[Collected data entries]
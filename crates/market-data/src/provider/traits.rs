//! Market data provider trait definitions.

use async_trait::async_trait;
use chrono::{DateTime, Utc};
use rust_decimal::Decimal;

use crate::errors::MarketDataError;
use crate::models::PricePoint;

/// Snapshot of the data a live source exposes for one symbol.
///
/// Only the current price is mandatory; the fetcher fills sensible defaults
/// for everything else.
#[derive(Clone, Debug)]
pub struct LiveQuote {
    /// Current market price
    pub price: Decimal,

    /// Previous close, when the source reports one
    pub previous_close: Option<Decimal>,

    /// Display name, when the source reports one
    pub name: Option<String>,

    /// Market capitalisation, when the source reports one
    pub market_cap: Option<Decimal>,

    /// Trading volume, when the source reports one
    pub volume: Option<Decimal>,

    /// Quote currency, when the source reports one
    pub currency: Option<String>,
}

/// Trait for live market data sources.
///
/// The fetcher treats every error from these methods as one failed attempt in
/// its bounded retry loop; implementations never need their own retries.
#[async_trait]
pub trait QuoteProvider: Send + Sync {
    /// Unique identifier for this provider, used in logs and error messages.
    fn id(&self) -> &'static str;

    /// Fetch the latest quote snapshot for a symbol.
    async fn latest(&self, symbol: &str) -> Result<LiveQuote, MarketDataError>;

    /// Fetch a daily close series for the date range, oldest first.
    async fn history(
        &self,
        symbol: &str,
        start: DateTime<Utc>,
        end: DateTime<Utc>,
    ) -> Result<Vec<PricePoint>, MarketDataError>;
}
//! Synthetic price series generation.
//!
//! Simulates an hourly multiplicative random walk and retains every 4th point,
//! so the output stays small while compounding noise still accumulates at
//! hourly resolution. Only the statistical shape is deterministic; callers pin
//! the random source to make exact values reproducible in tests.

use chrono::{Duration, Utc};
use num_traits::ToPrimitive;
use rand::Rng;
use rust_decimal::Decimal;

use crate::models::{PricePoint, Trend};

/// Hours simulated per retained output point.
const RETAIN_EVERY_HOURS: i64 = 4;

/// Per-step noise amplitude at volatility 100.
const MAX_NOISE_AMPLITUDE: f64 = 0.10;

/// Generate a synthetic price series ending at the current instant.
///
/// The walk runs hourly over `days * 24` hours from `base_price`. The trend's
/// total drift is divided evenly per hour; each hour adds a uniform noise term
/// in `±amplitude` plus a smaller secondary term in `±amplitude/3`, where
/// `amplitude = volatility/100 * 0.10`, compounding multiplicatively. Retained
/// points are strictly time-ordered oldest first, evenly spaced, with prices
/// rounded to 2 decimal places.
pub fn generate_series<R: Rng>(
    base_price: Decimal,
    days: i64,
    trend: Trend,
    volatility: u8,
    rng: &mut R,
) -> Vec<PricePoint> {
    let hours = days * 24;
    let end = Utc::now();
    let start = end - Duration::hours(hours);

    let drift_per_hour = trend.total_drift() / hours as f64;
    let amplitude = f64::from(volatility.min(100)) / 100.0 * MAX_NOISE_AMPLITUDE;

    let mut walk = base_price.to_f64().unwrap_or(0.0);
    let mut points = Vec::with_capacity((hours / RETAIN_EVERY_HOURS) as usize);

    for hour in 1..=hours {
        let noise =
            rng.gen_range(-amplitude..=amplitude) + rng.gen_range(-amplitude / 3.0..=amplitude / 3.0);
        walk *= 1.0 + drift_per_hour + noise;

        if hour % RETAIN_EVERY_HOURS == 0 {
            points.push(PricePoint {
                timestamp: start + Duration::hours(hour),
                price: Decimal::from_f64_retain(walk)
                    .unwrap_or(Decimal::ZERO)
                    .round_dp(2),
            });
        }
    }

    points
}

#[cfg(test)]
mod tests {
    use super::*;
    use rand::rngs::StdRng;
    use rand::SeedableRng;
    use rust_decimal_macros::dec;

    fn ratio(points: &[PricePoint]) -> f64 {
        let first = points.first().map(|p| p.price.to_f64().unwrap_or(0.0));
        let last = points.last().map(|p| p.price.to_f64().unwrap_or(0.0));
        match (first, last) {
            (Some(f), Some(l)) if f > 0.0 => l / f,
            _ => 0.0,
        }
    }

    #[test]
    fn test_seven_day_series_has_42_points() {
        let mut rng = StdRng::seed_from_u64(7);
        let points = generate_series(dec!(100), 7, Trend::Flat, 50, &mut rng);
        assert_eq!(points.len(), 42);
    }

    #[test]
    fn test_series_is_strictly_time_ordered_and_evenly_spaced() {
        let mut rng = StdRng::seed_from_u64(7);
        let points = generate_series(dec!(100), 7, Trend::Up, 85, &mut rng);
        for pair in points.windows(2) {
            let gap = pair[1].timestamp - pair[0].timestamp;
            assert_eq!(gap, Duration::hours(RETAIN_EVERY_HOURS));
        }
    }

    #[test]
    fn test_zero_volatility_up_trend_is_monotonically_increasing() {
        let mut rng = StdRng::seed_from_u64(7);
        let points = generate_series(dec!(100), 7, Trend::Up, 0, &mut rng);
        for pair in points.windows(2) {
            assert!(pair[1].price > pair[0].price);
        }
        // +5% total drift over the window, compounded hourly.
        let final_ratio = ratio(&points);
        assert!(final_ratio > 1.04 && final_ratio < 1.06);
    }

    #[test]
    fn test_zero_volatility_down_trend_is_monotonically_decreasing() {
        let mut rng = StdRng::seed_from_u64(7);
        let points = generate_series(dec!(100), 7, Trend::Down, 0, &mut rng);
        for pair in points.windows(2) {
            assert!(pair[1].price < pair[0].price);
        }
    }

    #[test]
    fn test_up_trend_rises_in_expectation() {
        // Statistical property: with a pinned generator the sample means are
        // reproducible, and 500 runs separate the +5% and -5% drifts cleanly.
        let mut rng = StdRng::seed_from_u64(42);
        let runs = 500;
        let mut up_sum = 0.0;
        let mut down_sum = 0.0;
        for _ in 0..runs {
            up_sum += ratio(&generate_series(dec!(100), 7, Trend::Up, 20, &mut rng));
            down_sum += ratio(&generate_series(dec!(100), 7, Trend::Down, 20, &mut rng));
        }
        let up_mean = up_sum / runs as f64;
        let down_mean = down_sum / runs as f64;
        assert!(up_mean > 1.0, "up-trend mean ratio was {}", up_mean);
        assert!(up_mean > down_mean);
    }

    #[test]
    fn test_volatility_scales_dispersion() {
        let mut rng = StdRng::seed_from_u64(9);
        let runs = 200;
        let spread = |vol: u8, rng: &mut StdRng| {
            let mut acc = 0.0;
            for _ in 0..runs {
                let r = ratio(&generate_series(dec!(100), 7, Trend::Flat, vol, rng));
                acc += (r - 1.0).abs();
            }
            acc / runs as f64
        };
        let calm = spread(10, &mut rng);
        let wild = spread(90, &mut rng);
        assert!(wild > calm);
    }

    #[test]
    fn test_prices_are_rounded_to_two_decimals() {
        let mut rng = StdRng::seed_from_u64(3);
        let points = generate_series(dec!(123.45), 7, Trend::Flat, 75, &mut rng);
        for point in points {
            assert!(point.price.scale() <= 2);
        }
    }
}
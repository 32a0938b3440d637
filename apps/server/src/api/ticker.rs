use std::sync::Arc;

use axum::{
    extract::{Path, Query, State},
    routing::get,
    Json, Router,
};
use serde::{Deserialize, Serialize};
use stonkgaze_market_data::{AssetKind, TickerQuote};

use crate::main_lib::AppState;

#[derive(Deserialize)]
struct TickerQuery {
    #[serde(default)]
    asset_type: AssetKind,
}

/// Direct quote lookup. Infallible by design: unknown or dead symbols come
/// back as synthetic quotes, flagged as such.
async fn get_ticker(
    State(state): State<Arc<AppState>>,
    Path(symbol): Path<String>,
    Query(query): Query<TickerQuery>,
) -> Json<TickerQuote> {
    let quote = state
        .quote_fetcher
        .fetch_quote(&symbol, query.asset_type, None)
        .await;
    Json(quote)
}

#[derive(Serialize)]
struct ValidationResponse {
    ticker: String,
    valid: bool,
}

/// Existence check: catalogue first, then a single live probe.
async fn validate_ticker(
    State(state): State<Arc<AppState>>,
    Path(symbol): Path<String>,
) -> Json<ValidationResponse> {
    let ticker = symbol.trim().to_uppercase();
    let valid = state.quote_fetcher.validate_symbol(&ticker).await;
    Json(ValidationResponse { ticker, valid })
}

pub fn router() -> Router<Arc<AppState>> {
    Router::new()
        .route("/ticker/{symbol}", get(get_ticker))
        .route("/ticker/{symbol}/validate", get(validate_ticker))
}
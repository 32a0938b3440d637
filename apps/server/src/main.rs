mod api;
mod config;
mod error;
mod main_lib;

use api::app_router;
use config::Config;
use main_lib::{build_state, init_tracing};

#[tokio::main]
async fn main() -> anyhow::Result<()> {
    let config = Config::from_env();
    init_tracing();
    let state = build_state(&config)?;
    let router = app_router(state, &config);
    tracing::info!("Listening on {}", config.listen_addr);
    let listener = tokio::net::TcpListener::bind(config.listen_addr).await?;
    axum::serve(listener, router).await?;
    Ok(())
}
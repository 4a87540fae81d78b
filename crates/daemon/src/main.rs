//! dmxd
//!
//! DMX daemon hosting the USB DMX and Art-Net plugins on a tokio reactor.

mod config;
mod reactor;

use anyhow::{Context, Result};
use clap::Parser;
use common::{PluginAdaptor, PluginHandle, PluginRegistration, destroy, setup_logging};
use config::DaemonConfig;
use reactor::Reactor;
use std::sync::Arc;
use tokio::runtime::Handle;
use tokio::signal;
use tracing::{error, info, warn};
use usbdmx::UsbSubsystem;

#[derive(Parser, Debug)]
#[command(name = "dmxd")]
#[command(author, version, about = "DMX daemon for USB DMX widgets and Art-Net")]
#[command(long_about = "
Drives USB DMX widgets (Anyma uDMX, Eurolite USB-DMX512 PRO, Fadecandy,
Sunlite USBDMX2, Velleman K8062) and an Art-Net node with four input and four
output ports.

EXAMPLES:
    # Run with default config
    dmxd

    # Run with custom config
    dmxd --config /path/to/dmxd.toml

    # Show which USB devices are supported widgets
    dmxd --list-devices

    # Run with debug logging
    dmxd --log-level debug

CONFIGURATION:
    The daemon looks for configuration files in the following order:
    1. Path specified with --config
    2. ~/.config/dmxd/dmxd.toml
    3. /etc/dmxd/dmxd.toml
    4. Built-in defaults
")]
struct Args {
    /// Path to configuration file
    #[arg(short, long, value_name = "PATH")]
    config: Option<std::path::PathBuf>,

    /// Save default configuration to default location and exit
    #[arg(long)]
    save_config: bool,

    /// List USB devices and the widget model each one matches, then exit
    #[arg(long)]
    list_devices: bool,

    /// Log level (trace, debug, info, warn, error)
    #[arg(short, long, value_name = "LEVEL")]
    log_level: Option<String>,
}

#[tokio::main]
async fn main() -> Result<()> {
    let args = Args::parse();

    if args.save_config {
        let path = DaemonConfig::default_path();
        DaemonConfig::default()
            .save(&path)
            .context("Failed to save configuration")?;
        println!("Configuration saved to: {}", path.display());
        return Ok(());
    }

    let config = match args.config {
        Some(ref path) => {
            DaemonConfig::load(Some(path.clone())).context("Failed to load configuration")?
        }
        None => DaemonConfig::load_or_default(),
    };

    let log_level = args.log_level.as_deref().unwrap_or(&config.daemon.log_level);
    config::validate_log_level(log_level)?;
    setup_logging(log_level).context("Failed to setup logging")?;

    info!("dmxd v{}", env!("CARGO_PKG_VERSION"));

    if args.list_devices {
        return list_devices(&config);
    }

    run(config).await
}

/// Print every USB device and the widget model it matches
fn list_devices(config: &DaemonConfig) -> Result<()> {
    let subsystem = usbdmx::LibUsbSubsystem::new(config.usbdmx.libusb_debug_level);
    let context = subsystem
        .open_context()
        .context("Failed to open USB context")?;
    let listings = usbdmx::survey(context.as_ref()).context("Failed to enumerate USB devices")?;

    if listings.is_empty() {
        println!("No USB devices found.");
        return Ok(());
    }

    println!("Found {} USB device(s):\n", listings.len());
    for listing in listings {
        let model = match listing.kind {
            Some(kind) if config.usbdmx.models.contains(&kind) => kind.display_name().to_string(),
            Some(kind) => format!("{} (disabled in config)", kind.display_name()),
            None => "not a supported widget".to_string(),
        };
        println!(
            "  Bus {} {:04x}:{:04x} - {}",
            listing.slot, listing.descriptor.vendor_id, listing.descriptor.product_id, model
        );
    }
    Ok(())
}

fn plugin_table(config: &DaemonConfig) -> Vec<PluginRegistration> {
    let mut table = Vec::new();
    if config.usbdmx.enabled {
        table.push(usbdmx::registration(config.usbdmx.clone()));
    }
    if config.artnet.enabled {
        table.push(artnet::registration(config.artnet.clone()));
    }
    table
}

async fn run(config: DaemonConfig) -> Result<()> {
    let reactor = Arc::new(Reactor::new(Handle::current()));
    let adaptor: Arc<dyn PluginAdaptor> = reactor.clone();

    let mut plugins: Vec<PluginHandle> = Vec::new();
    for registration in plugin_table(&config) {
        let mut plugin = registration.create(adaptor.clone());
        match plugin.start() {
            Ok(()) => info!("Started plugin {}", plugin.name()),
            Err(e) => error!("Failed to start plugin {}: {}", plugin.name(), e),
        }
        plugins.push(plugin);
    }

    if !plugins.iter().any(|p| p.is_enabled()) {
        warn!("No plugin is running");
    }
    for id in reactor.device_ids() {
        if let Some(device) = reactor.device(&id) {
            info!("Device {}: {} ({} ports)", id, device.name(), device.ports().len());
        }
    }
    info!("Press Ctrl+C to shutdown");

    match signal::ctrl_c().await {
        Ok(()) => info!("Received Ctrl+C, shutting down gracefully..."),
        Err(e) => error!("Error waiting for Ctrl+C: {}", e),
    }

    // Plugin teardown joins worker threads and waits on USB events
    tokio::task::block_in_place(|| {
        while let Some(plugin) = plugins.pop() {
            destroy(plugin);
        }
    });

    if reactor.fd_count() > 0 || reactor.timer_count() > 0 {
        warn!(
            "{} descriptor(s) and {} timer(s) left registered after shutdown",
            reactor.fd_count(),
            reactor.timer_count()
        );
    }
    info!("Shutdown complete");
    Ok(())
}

**Problem statement**.
Starting with the line above that holds "let mut down_sum = 0.0;" and stopping with the line that holds "let down_mean = down_sum", reproduce each line exactly, omitting all other lines.

**Answer section**.
        let mut down_sum = 0.0;
        for _ in 0..runs {
            up_sum += ratio(&generate_series(dec!(100), 7, Trend::Up, 20, &mut rng));
            down_sum += ratio(&generate_series(dec!(100), 7, Trend::Down, 20, &mut rng));
        }
        let up_mean = up_sum / runs as f64;
        let down_mean = down_sum / runs as f64;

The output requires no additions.